34. Shri K.K. Venugopal, learned Attorney General for India, advanced
submissions on behalf of Union of India. It was submitted that though the
teachers appointed prior to 2006 and Niyojit Teachers were working in the
same schools and carrying on similar functions, they formed separate
cadres and came from different streams. The learned Attorney General
relied upon decisions of this Court in State of Punjab vs. Joginder Singh28
and in Zabar Singh and others vs. the State of Haryana and others29 and
more particularly paragraphs 25, 27, 28, 29, 30, 32, 33, 35, 36, 37 and 42
of said decision.
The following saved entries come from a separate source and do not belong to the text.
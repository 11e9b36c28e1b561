//! Config provider trait and in-memory implementation

use std::collections::HashMap;

use async_trait::async_trait;
use tokio::sync::RwLock;

use super::{GlobalConfig, UserConfig};
use crate::error::ConfigError;

/// Source of tenant and global configuration
#[async_trait]
pub trait ConfigProvider: Send + Sync {
    /// Per-tenant agent settings and credential flags
    async fn load_user_config(&self, tenant_id: &str) -> Result<UserConfig, ConfigError>;

    /// Process-wide provider credentials
    async fn load_global_config(&self) -> Result<GlobalConfig, ConfigError>;
}

/// Config provider backed by in-memory maps
///
/// Unknown tenants get an empty config (every agent kind disabled).
pub struct StaticConfigProvider {
    global: RwLock<GlobalConfig>,
    tenants: RwLock<HashMap<String, UserConfig>>,
}

impl StaticConfigProvider {
    pub fn new(global: GlobalConfig) -> Self {
        Self {
            global: RwLock::new(global),
            tenants: RwLock::new(HashMap::new()),
        }
    }

    /// Register a tenant while building the provider
    pub fn with_tenant(mut self, tenant_id: impl Into<String>, config: UserConfig) -> Self {
        self.tenants.get_mut().insert(tenant_id.into(), config);
        self
    }

    /// Replace a tenant's config; the next build picks it up
    pub async fn set_user_config(&self, tenant_id: impl Into<String>, config: UserConfig) {
        self.tenants.write().await.insert(tenant_id.into(), config);
    }

    pub async fn set_global_config(&self, global: GlobalConfig) {
        *self.global.write().await = global;
    }
}

#[async_trait]
impl ConfigProvider for StaticConfigProvider {
    async fn load_user_config(&self, tenant_id: &str) -> Result<UserConfig, ConfigError> {
        Ok(self
            .tenants
            .read()
            .await
            .get(tenant_id)
            .cloned()
            .unwrap_or_default())
    }

    async fn load_global_config(&self) -> Result<GlobalConfig, ConfigError> {
        Ok(self.global.read().await.clone())
    }
}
According to the learned Attorney General, if there are
two different or dissimilar groups there can be disparity. He submitted that
for employees of the State Government it was a matter of status while
Niyojit Teachers were recruited through completely different source. In his
submission for doctrine of “equal pay for equal work” to be invoked there
has to be wholesale identicality and if there be any distinction in matters
including mode of recruitment, the doctrine could not be made applicable.
He also relied upon decisions of this Court in Kishori Mohanlal Bakshi vs.
28 1963 Suppl. 2 SCR 169
29 (1972) 2 SCC 275
Civil Appeal No…… of 2019 @ SLP(C)No.20 of 2018 etc.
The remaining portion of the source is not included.